Michaelis meldete, daß alles zum Konzert bereit sei, und half dem König, sich zurechtzumachen. Friedrich nahm seine Flöte, suchte die Noten zusammen und ging durch das Schreibzimmer in den Musiksaal hinaus, wo eine kleine, aber auserlesene Gesellschaft wartete, vom Schein der unzähligen Kerzen des Kronleuchters überflutet.
Er verteilte die Stimmen unter die Musiker, tauschte ein paar scherzhafte Worte mit Meister Graun aus, der am Flügel saß, ging an sein Pult und gab das Zeichen zum Beginn.

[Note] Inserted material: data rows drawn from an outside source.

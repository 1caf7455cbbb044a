pub mod mailer;
pub mod reminder;
use chrono::NaiveDateTime;
use serde::{Deserialize, Serialize};

use crate::schedule::{Status, DATETIME_FORMAT};

/// A scheduled event owned by a single user.
///
/// `status` is derived on every read via `schedule::refresh_statuses`; the
/// value stored in the JSON file is never treated as the source of truth.
#[derive(Debug, Clone, Serialize, Deserialize)]
pub struct Event {
    pub id: u64,
    pub title: String,
    pub date: String,
    pub time: String,
    // Combined "YYYY-MM-DD HH:MM", rebuilt from date + time on every write
    pub datetime: String,
    #[serde(default)]
    pub location: Option<String>,
    #[serde(default)]
    pub duration_minutes: u32,
    #[serde(default)]
    pub notes: Option<String>,
    pub owner_user_id: u64,
    // Denormalized so reminders can still be addressed if the user record
    // becomes unresolvable
    pub owner_email: String,
    #[serde(default)]
    pub reminder_sent: bool,
    #[serde(default)]
    pub status: Status,
}

impl Event {
    /// Combine separate date and time form fields into the canonical
    /// datetime string.
    pub fn combine_datetime(date: &str, time: &str) -> String {
        format!("{} {}", date, time)
    }

    /// Parse the event's start instant. `None` for malformed datetimes.
    pub fn start(&self) -> Option<NaiveDateTime> {
        NaiveDateTime::parse_from_str(&self.datetime, DATETIME_FORMAT).ok()
    }
}

/// Parse a free-form duration field, degrading to 0 on anything
/// non-numeric or negative.
pub fn parse_duration_minutes(raw: &str) -> u32 {
    raw.trim().parse::<u32>().unwrap_or(0)
}

#[cfg(test)]
mod tests {
    use super::*;

    #[test]
    fn combine_produces_canonical_format() {
        let dt = Event::combine_datetime("2024-01-01", "10:00");
        assert_eq!(dt, "2024-01-01 10:00");
        assert!(NaiveDateTime::parse_from_str(&dt, DATETIME_FORMAT).is_ok());
    }

    #[test]
    fn duration_degrades_to_zero() {
        assert_eq!(parse_duration_minutes("45"), 45);
        assert_eq!(parse_duration_minutes(" 30 "), 30);
        assert_eq!(parse_duration_minutes(""), 0);
        assert_eq!(parse_duration_minutes("abc"), 0);
        assert_eq!(parse_duration_minutes("-5"), 0);
    }
}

Alles lauschte andächtig – die alten Generale ganz gehorsamst, als gälte es eine Ordre de bataille zu empfangen. Pöllnitz litt unsägliche Qualen.
Nach Beendigung des Konzertes ging Friedrich hin und klopfte ihm mit der Flöte auf die Schulter.
»Nun, Pöllnitz, habe ich auch einen Ohrenschmaus für Ihn! Seinen Freund Capello, den Er so gern in Berlin sehen wollte, habe ich aufheben und in festen Gewahrsam bringen lassen! Das war eine gute Idee von Ihm!«
»Von mir?« rief Pöllnitz entsetzt, »Majestät verzeihen, aber –«
»Ich weiß«, unterbrach ihn Friedrich, »Er hat mich nicht direkt darum gebeten. Vorsichtig wie immer, hat Er sich mit Andeutungen begnügt! – Ich glaube sogar, Er hat weiter nichts als seine Durchreise erwähnt! Das genügt aber, damit ich weiß, was ich tun soll! Er hat mich also gut bedient! Denn jetzt werden wir bald das Vergnügen haben, die Pirouetten der schönen Barberina hier zu bewundern – dank Seiner Findigkeit, Pöllnitz!«
»Ich versichere aber –«
»Gebe Er sich keine Mühe! Ich glaube Ihm doch keine Seiner Versicherungen! Er hat aber Pech, daß Er nicht dabeisein kann! Als Connaisseur und Verehrer Terpsichores würde Er sicher auf Seine Kosten kommen! Nun – Er hat ja Seine reiche Witwe! Wer weiß, was für Sprünge die Ihm macht!«
Und damit drehte er dem Zeremonienmeister den Rücken, legte die Flöte auf sein aus Schildpatt und Perlmutter angefertigtes Notenpult nieder und befahl das Souper.